For her first solo exhibition at Weserhalle, French artist Johanna Dumet presents ‘Geil, oder?’, a series of bold still life paintings rendered in swathes of bright colour.
Painted in Denmark (the historic Fyrgården in Anholt) during the peak of Scandinavian summer, Dumet’s work is a testament to the endless light and vivid colours of the Northern European landscape. For this body of work, Dumet did not withdraw to the comforts of an indoor studio (though the Fyrgården at Anholt is stripped bare of modern conveniences), but instead situated herself in the centre of her inspiration, occupying the courtyard of the Fyrgården as her primary workspace. Thus exposed to the elements, she was obliged to adapt her work quickly to the changing light, wind, rain, birds and other uncontrollable elements of the natural world, finding a harmonious cadence with life beyond the studio. Lively and wild, she translates the vitality of the island’s rugged landscape to canvas, reflecting the outdoors in both rich and vibrant oil paints.
While in Denmark, Dumet’s painting process begins with applying colour to canvas (the same enhanced, seemingly synthetic colours she observes in her surroundings): light greens, dusty purples, bright yellows, oranges, reds, ultramarine blue and dark violet. After the colours are applied, Dumet considers the abstract and distorted forms she has inadvertently created, reading into them various objects or situations she recognises from lived experience. These are mostly objects found in the house—a juicer, tea pots, fish baskets, a bottle of øl—as well as scenes from daily life, though her rendering of such quotidian material is far from banal.

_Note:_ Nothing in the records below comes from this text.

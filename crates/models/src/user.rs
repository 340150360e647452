use sea_orm::entity::prelude::*;
use serde::{Deserialize, Serialize};

#[derive(Clone, Debug, PartialEq, DeriveEntityModel, Serialize, Deserialize)]
#[sea_orm(table_name = "User")]
#[serde(rename_all = "camelCase")]
pub struct Model {
    #[sea_orm(primary_key, auto_increment = false)]
    pub id: String,
    #[sea_orm(unique)]
    pub username: String,
    pub password: String,
    pub name: Option<String>,
    pub email: String,
    #[sea_orm(column_name = "phoneNumber")]
    pub phone_number: Option<String>,
    #[sea_orm(column_name = "profilePicture")]
    pub profile_picture: Option<String>,
}

#[derive(Copy, Clone, Debug, EnumIter, DeriveRelation)]
pub enum Relation {}

impl ActiveModelBehavior for ActiveModel {}
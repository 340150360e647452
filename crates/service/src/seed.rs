//! Reset and repopulate the relational store from the JSON collections.
//!
//! Rows are deleted children-first (reviews → … → users) and inserted
//! parents-first (users → … → reviews), following [`RESOURCES`] order.
//! The schema is expected to exist already.

use std::sync::Arc;

use models::errors::ModelError;
use models::{amenity, booking, host, property, review, user};
use sea_orm::{ActiveModelTrait, DatabaseConnection, EntityTrait, IntoActiveModel};
use serde::de::DeserializeOwned;
use serde_json::Value;
use thiserror::Error;
use tracing::{info, instrument};

use crate::resources::RESOURCES;
use crate::storage::{CollectionStore, Record, StorageError};

#[derive(Debug, Error)]
pub enum SeedError {
    #[error("cannot read {0}")]
    Storage(#[from] StorageError),
    #[error(transparent)]
    Model(#[from] ModelError),
    #[error("database error on {resource}: {reason}")]
    Db { resource: &'static str, reason: String },
}

/// Per-resource row counts of one seed run.
#[derive(Debug, Default, Clone, PartialEq, Eq)]
pub struct SeedReport {
    pub deleted: Vec<(&'static str, u64)>,
    pub inserted: Vec<(&'static str, u64)>,
}

impl SeedReport {
    pub fn inserted_total(&self) -> u64 {
        self.inserted.iter().map(|(_, n)| n).sum()
    }
}

/// Decode stored records into typed models, naming the first bad record.
pub fn decode_records<M: DeserializeOwned>(entity: &'static str, records: Vec<Record>) -> Result<Vec<M>, ModelError> {
    records
        .into_iter()
        .map(|r| {
            let id = r.get("id").and_then(Value::as_str).unwrap_or("<no id>").to_string();
            serde_json::from_value(Value::Object(r))
                .map_err(|e| ModelError::Decode { entity, id, reason: e.to_string() })
        })
        .collect()
}

async fn insert_all<A>(db: &DatabaseConnection, resource: &'static str, rows: Vec<A>) -> Result<u64, SeedError>
where
    A: ActiveModelTrait,
    <A::Entity as EntityTrait>::Model: IntoActiveModel<A>,
{
    if rows.is_empty() {
        return Ok(0);
    }
    <A::Entity as EntityTrait>::insert_many(rows)
        .exec_without_returning(db)
        .await
        .map_err(|e| SeedError::Db { resource, reason: e.to_string() })
}

async fn delete_all<E: EntityTrait>(db: &DatabaseConnection, resource: &'static str) -> Result<u64, SeedError> {
    E::delete_many()
        .exec(db)
        .await
        .map(|res| res.rows_affected)
        .map_err(|e| SeedError::Db { resource, reason: e.to_string() })
}

async fn clear(db: &DatabaseConnection, resource: &'static str) -> Result<u64, SeedError> {
    match resource {
        "users" => delete_all::<user::Entity>(db, resource).await,
        "hosts" => delete_all::<host::Entity>(db, resource).await,
        "properties" => delete_all::<property::Entity>(db, resource).await,
        "amenities" => delete_all::<amenity::Entity>(db, resource).await,
        "bookings" => delete_all::<booking::Entity>(db, resource).await,
        "reviews" => delete_all::<review::Entity>(db, resource).await,
        _ => Ok(0),
    }
}

async fn fill(db: &DatabaseConnection, resource: &'static str, records: Vec<Record>) -> Result<u64, SeedError> {
    fn active<M: IntoActiveModel<A>, A: ActiveModelTrait>(rows: Vec<M>) -> Vec<A> {
        rows.into_iter().map(|m| m.into_active_model().reset_all()).collect()
    }
    match resource {
        "users" => insert_all(db, resource, active::<_, user::ActiveModel>(decode_records::<user::Model>("user", records)?)).await,
        "hosts" => insert_all(db, resource, active::<_, host::ActiveModel>(decode_records::<host::Model>("host", records)?)).await,
        "properties" => {
            insert_all(db, resource, active::<_, property::ActiveModel>(decode_records::<property::Model>("property", records)?)).await
        }
        "amenities" => {
            insert_all(db, resource, active::<_, amenity::ActiveModel>(decode_records::<amenity::Model>("amenity", records)?)).await
        }
        "bookings" => {
            insert_all(db, resource, active::<_, booking::ActiveModel>(decode_records::<booking::Model>("booking", records)?)).await
        }
        "reviews" => {
            insert_all(db, resource, active::<_, review::ActiveModel>(decode_records::<review::Model>("review", records)?)).await
        }
        _ => Ok(0),
    }
}

/// Delete every row, then insert every stored record.
///
/// Unlike the HTTP layer, unreadable collections abort the run.
#[instrument(skip_all)]
pub async fn run(db: &DatabaseConnection, store: Arc<dyn CollectionStore>) -> Result<SeedReport, SeedError> {
    let mut report = SeedReport::default();

    for spec in RESOURCES.iter().rev() {
        let n = clear(db, spec.name).await?;
        info!(resource = spec.name, rows = n, "seed_cleared");
        report.deleted.push((spec.name, n));
    }

    for spec in RESOURCES.iter() {
        let records = store.load(spec.name).await?;
        let n = fill(db, spec.name, records).await?;
        info!(resource = spec.name, rows = n, "seed_inserted");
        report.inserted.push((spec.name, n));
    }

    info!(total = report.inserted_total(), "Data successfully seeded");
    Ok(report)
}
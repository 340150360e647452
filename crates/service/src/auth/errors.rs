use thiserror::Error;

/// Business errors for auth workflows
#[derive(Debug, Error)]
pub enum AuthError {
    #[error("Login attempt for {0} failed")]
    Unauthorized(String),
    #[error("token error: {0}")]
    TokenError(String),
}
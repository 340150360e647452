use std::io;
use tracing_subscriber::{fmt, EnvFilter};

/// Initialize tracing subscriber with sensible defaults and stdout writer.
/// - Respects `RUST_LOG` if set
/// - Falls back to `info,tower_http=info,axum=info`
pub fn init_logging_default() {
    let env_filter = EnvFilter::try_from_default_env()
        .unwrap_or_else(|_| EnvFilter::new("info,tower_http=info,axum=info"));
    let _ = fmt()
        .with_env_filter(env_filter)
        .with_target(false)
        .compact()
        .with_writer(io::stdout)
        .try_init();
}

/// Initialize tracing subscriber with JSON structured output.
/// - Respects `RUST_LOG` if set, defaults to `info,service::storage=debug`
pub fn init_logging_json() {
    let env_filter = EnvFilter::try_from_default_env()
        .unwrap_or_else(|_| EnvFilter::new("info,service::storage=debug"));
    let _ = fmt()
        .with_env_filter(env_filter)
        .with_target(false)
        .json()
        .with_writer(io::stdout)
        .try_init();
}

/// Pick the subscriber from `LOG_FORMAT` (`json` or anything else for compact).
pub fn init_logging_from_env() {
    match std::env::var("LOG_FORMAT").as_deref() {
        Ok("json") => init_logging_json(),
        _ => init_logging_default(),
    }
}
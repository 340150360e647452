//! Shared list/get/create/update/delete handlers. The resource being served
//! comes from the `Extension<&ResourceSpec>` its sub-router carries.

use axum::{
    extract::{rejection::JsonRejection, Path, Query, State},
    http::StatusCode,
    response::{IntoResponse, Response},
    Extension, Json,
};
use common::types::Message;
use serde::Deserialize;
use service::resources::{DeleteReply, ResourceSpec};
use service::storage::Record;

use crate::errors::ApiError;
use crate::state::AppState;

type Spec = Extension<&'static ResourceSpec>;

/// List filters. Each one only applies to the resource that declares it; an
/// empty value counts as absent.
#[derive(Debug, Default, Deserialize, utoipa::IntoParams)]
#[serde(rename_all = "camelCase")]
#[into_params(parameter_in = Query)]
pub struct ListQuery {
    /// users: case-insensitive exact match
    pub username: Option<String>,
    /// users: case-insensitive exact match
    pub email: Option<String>,
    /// hosts: case-insensitive exact match
    pub name: Option<String>,
    /// properties: case-insensitive exact match
    pub location: Option<String>,
    /// properties: maximum price per night
    pub price_per_night: Option<String>,
    /// properties: case-insensitive substring
    pub amenities: Option<String>,
    /// bookings: exact match
    pub user_id: Option<String>,
}

impl ListQuery {
    /// `(param, value)` pairs for the filters actually given.
    pub fn pairs(&self) -> Vec<(&'static str, &str)> {
        [
            ("username", &self.username),
            ("email", &self.email),
            ("name", &self.name),
            ("location", &self.location),
            ("pricePerNight", &self.price_per_night),
            ("amenities", &self.amenities),
            ("userId", &self.user_id),
        ]
        .into_iter()
        .filter_map(|(param, value)| value.as_deref().filter(|v| !v.is_empty()).map(|v| (param, v)))
        .collect()
    }
}

#[utoipa::path(
    get,
    path = "/{resource}",
    tag = "resources",
    params(
        ("resource" = String, Path, description = "users, hosts, properties, amenities, bookings or reviews"),
        ListQuery
    ),
    responses((status = 200, description = "Matching records", body = [crate::openapi::RecordDoc]))
)]
pub async fn list(
    State(state): State<AppState>,
    Extension(spec): Spec,
    Query(query): Query<ListQuery>,
) -> Json<Vec<Record>> {
    let pairs = query.pairs();
    Json(state.repo.list(spec, pairs.iter().copied()).await)
}

#[utoipa::path(
    get,
    path = "/{resource}/{id}",
    tag = "resources",
    params(
        ("resource" = String, Path, description = "Collection name"),
        ("id" = String, Path, description = "Record id")
    ),
    responses(
        (status = 200, description = "The record", body = crate::openapi::RecordDoc),
        (status = 404, description = "No record with that id", body = crate::openapi::MessageDoc)
    )
)]
pub async fn get(
    State(state): State<AppState>,
    Extension(spec): Spec,
    Path(id): Path<String>,
) -> Result<Json<Record>, ApiError> {
    Ok(Json(state.repo.get(spec, &id).await?))
}

#[utoipa::path(
    post,
    path = "/{resource}",
    tag = "resources",
    params(("resource" = String, Path, description = "Collection name")),
    request_body = crate::openapi::RecordDoc,
    responses(
        (status = 201, description = "Created record", body = crate::openapi::RecordDoc),
        (status = 400, description = "Body is not a JSON object", body = crate::openapi::MessageDoc)
    )
)]
pub async fn create(
    State(state): State<AppState>,
    Extension(spec): Spec,
    payload: Result<Json<Record>, JsonRejection>,
) -> Result<(StatusCode, Json<Record>), ApiError> {
    let Json(body) = payload?;
    let created = state.repo.create(spec, body).await;
    Ok((StatusCode::CREATED, Json(created)))
}

#[utoipa::path(
    put,
    path = "/{resource}/{id}",
    tag = "resources",
    params(
        ("resource" = String, Path, description = "Collection name"),
        ("id" = String, Path, description = "Record id")
    ),
    request_body = crate::openapi::RecordDoc,
    responses(
        (status = 200, description = "Merged record", body = crate::openapi::RecordDoc),
        (status = 404, description = "No record with that id", body = crate::openapi::MessageDoc)
    )
)]
pub async fn update(
    State(state): State<AppState>,
    Extension(spec): Spec,
    Path(id): Path<String>,
    payload: Result<Json<Record>, JsonRejection>,
) -> Result<Json<Record>, ApiError> {
    let Json(patch) = payload?;
    Ok(Json(state.repo.update(spec, &id, patch).await?))
}

#[utoipa::path(
    delete,
    path = "/{resource}/{id}",
    tag = "resources",
    params(
        ("resource" = String, Path, description = "Collection name"),
        ("id" = String, Path, description = "Record id")
    ),
    responses(
        (status = 200, description = "Deleted (hosts, amenities, reviews)", body = crate::openapi::MessageDoc),
        (status = 204, description = "Deleted (properties, bookings)"),
        (status = 404, description = "No record with that id", body = crate::openapi::MessageDoc)
    )
)]
pub async fn delete(
    State(state): State<AppState>,
    Extension(spec): Spec,
    Path(id): Path<String>,
) -> Result<Response, ApiError> {
    state.repo.delete(spec, &id).await?;
    Ok(match spec.delete_reply {
        DeleteReply::Message => (StatusCode::OK, Json(Message::new(spec.deleted_message()))).into_response(),
        DeleteReply::NoContent => StatusCode::NO_CONTENT.into_response(),
    })
}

Though Dumet paints what is around her, her work does not simply mimic life. Rather, she paints spontaneously, fluidly, and without constraint, the result of which is an elevated, seductive use of colour and abstract form that constantly plays with figuration. She is unconcerned about detail, and follows a rhythm of what comes naturally through her head and her hand, citing Jean-Michel Basquiat and Danny Fox as key inspirations to this process (particularly as they are each self-taught, and thus possess the artistic freedom she herself aspires to). Dumet does not attempt to correct form or colour, instead staying attuned to her sensitivity to nature, and maintaining a genuine delight in creative naiveté to avoid constraints or rigid expectations. She uses classical techniques in her work—painting with oils, preparing canvases with rabbit skin glue, mixing her own colours (one of which she produced using a pigment foraged on Anholt), even painting still lifes or portraits—but she keeps a fixed perspective on the whimsical and the contemporary, flirting a little with the psychedelic, the comic, and the peculiar, but importantly, not allowing her work to occupy the dusty shelves of art history.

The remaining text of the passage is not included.